Python is readable

Chris Rebert clp2 at rebertia.com
Mon Mar 19 05:14:27 CET 2012


On Sun, Mar 18, 2012 at 8:15 PM, alex23 <wuwei23 at gmail.com> wrote:
> John Ladasky <lada... at my-deja.com> wrote:
>> > The idea that Python code has to be obvious to non-programmers is an
>> > incorrect and dangerous one.
>>
>> Incorrect?  Probably.  Dangerous?  You'll have to explain what you
>> mean.
>
> The classic "obvious" behaviour to new Python programmers that causes
> problems would be mutable default arguments. At this point you have
> two options: improve the "readability" to new users so their
> expectations are met, or ask them to modify those expectations and
> understand what's really happening under the surface. As it stands,
> you tend to hit this problem pretty early on, learn about it, and walk
> away with a deeper knowledge of Python's mechanics.

The mechanics of default arguments maybe, but that's tautological.
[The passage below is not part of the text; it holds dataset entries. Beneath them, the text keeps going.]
use thiserror::Error;

use crate::queue::QueueError;
use crate::replay::ReplayError;

#[derive(Error, Debug)]
pub enum AppError {
    #[error("Configuration error: {0}")]
    Config(#[from] config::ConfigError),

    #[error("Queue error: {0}")]
    Queue(#[from] QueueError),

    #[error("Replay error: {0}")]
    Replay(#[from] ReplayError),

    #[error("HTTP client error: {0}")]
    Http(#[from] reqwest::Error),

    #[error("Internal error: {0}")]
    Internal(String),
}

pub type Result<T> = std::result::Result<T, AppError>;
If
you mean call-by-object, any time you pass both mutable and immutable
things around, you will learn the same lesson. If you mean the more
general principle that "Python doesn't ever copy things unless you
explicitly ask", working with lists (and particularly their
multiplication operator) again tends to also teach that lesson.

> The danger, I
> feel, is that changing it to better fit the mind-set that non-Python
> programmers bring with them could mask that necessary understanding
> for longer.

I disagree. Just add a keyword for each default argument evaluation
behavior (evaluate-once-at-definition-time [e.g. "once", "static"] and
evaluate-at-call-time [e.g. "fresh"]) and don't have there be a
default behavior; make the choice explicit. They'll be confronted with
the issue as soon as they're shown default arguments, and keywords are
easy to look up the meaning of.

And as I said previously, there are other common ways to learn any of
the "lessons" that default arguments might "teach".